Scan the lines below for the string "crate" and copy every one that has it.

-.-.-

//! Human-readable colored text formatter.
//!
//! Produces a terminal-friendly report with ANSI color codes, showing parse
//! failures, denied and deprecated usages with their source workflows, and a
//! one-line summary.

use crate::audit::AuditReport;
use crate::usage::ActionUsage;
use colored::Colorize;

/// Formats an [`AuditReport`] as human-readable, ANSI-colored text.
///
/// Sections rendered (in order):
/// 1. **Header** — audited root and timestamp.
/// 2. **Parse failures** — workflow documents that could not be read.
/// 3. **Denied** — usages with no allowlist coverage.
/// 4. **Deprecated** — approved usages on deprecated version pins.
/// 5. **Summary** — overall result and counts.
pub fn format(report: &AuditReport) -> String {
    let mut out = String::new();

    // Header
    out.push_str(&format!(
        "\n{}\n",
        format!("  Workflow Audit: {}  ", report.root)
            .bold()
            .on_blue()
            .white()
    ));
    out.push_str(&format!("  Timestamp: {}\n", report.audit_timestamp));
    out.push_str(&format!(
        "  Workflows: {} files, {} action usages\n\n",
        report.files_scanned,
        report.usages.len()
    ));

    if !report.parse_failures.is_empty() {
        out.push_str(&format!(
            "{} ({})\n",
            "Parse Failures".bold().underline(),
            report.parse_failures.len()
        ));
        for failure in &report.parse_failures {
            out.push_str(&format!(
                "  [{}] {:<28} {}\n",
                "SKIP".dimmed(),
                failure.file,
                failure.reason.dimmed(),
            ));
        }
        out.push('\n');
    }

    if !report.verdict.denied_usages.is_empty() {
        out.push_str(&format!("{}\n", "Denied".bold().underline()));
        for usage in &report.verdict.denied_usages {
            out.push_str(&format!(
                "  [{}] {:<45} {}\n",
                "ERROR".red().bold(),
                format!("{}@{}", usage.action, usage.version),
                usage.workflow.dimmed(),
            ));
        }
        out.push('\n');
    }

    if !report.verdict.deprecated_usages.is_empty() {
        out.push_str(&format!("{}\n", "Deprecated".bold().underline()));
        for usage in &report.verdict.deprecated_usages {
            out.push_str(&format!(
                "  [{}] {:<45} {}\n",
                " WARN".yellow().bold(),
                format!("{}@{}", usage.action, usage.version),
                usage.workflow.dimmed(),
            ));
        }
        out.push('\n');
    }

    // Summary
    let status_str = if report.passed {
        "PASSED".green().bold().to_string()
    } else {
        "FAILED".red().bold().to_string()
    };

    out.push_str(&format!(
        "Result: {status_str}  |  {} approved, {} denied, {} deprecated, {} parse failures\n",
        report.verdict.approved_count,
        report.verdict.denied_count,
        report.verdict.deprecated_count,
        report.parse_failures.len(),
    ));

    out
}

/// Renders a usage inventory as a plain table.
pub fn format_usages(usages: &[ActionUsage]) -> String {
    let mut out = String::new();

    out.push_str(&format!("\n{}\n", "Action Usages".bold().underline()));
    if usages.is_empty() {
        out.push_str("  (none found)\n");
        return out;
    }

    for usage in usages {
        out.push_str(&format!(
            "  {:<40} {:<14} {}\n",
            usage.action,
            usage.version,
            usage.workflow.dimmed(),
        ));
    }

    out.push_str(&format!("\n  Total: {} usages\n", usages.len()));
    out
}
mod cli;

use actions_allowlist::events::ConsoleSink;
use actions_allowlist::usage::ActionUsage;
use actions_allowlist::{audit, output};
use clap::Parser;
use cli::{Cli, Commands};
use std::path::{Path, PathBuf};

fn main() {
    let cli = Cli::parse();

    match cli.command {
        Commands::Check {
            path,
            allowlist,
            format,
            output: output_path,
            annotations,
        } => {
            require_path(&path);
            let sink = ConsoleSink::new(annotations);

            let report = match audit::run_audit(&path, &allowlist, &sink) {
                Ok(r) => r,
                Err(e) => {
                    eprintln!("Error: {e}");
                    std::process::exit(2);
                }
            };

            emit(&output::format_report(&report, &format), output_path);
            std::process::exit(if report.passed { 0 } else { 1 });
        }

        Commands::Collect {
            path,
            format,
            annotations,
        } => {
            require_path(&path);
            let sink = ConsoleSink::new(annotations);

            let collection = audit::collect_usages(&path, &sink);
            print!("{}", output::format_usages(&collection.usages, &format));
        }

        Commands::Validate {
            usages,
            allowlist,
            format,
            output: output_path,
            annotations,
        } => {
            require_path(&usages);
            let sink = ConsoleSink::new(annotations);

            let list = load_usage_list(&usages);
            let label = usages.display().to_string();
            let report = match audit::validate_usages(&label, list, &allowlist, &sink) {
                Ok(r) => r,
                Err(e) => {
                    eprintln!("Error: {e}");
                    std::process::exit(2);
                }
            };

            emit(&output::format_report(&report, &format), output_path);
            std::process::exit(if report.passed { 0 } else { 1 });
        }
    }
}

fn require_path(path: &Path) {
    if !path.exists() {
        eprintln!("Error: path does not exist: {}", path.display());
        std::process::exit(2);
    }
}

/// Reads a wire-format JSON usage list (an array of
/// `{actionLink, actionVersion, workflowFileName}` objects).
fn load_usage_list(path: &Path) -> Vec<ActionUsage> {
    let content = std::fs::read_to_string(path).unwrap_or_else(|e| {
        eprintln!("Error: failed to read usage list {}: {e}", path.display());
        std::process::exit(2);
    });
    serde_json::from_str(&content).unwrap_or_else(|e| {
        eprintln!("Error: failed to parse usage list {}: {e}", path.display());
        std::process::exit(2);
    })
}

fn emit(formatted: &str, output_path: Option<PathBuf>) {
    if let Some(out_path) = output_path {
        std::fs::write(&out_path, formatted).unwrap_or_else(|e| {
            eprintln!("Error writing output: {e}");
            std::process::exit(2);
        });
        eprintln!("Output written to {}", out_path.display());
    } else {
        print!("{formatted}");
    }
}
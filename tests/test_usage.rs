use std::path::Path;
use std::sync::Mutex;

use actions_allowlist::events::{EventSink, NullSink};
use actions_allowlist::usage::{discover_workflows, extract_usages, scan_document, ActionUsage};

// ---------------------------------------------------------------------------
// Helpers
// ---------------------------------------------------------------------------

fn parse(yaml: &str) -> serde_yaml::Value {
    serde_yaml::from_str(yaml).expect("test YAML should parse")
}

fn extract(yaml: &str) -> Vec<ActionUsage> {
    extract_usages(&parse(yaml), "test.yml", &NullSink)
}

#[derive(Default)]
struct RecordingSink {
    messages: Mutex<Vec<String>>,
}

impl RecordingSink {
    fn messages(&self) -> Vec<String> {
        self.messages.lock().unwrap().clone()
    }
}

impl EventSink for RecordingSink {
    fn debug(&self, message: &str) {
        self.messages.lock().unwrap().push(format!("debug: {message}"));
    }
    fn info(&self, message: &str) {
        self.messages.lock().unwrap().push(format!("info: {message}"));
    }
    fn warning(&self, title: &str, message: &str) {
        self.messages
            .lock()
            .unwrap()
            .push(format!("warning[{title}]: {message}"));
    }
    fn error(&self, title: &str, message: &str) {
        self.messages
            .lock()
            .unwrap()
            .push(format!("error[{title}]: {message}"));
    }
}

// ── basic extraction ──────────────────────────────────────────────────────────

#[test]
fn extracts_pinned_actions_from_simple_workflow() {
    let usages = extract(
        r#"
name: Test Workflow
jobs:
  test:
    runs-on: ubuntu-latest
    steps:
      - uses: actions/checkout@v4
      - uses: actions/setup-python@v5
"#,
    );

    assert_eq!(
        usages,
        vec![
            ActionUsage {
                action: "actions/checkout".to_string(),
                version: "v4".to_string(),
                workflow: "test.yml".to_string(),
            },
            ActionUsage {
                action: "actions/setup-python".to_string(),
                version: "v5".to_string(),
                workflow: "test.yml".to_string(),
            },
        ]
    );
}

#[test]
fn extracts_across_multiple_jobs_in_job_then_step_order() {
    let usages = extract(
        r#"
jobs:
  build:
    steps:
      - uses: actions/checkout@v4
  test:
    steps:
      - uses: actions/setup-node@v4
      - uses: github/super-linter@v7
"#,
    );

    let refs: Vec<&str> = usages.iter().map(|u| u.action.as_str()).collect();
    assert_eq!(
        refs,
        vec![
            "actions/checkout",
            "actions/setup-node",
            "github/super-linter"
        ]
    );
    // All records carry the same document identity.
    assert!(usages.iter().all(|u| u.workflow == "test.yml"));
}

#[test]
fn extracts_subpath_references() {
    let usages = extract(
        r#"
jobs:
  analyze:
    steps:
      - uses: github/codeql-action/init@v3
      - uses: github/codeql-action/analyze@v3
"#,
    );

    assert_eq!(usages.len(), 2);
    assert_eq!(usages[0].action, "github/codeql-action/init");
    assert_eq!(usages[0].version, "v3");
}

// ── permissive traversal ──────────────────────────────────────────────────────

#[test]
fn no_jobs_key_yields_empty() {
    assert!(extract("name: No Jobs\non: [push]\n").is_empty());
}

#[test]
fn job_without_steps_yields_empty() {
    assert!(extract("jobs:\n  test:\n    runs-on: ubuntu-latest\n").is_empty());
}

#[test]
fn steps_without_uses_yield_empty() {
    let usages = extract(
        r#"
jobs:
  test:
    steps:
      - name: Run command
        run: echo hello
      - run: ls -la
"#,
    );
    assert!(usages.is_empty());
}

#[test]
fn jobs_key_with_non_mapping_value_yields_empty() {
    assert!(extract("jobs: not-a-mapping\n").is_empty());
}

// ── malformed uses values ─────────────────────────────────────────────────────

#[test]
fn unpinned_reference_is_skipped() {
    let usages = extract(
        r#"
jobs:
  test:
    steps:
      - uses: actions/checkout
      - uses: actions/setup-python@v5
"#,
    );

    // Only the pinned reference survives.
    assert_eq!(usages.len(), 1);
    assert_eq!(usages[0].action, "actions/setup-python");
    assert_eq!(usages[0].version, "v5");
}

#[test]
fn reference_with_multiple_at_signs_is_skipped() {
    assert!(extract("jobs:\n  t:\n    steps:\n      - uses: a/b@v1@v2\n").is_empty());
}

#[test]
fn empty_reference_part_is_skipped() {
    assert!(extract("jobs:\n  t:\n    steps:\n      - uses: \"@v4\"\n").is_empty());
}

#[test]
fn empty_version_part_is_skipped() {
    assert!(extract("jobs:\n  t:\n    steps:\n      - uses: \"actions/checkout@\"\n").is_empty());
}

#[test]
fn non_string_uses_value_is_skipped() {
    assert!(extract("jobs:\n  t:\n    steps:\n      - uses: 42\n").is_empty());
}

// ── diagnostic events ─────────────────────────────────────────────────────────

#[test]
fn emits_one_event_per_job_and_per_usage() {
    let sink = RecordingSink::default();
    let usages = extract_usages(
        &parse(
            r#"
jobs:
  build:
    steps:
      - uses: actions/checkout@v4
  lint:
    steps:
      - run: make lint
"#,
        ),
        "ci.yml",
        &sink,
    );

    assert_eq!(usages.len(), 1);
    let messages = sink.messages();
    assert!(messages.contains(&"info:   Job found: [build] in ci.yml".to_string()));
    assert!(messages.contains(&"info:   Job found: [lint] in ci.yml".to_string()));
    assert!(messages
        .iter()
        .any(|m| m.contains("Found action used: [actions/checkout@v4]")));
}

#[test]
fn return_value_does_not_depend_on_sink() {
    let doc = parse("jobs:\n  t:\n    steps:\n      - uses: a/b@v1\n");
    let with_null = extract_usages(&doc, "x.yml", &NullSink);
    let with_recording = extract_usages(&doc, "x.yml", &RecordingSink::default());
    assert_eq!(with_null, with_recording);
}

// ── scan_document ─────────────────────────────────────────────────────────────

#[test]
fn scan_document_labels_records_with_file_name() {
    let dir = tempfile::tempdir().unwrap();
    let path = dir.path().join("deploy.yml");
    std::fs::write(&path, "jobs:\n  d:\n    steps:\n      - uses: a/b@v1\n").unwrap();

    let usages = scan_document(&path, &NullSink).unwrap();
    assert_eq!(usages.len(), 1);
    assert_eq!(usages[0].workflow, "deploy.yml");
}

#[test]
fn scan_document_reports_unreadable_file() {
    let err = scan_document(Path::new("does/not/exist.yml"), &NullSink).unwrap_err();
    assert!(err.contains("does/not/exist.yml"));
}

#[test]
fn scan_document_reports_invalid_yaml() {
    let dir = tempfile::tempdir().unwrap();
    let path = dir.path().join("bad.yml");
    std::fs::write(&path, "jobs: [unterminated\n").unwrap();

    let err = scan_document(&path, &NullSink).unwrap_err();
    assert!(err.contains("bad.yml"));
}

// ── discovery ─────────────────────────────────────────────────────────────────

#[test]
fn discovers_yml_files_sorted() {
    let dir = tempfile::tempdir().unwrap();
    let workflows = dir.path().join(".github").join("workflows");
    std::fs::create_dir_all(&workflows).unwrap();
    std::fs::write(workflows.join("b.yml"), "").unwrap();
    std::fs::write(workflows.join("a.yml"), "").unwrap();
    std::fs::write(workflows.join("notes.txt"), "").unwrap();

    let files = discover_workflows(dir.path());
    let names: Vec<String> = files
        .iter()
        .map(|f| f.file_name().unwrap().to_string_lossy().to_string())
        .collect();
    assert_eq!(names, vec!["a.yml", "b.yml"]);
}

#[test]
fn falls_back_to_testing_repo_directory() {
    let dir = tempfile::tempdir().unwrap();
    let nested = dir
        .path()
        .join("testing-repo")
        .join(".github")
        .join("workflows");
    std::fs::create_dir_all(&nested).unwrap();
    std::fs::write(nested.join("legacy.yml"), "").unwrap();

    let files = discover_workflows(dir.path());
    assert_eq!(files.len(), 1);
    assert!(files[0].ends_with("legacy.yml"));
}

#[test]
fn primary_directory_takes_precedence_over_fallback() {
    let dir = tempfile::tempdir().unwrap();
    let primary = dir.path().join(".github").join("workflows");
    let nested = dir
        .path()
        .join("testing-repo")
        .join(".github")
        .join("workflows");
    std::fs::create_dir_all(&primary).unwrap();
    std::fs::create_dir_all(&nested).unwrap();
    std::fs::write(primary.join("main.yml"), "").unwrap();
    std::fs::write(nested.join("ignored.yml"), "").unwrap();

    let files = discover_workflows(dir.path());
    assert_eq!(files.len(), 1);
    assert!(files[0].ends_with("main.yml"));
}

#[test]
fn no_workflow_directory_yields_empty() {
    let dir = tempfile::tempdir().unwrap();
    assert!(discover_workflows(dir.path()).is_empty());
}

-.-.-

** Solution for this problem **
use crate::audit::AuditReport;
use crate::usage::ActionUsage;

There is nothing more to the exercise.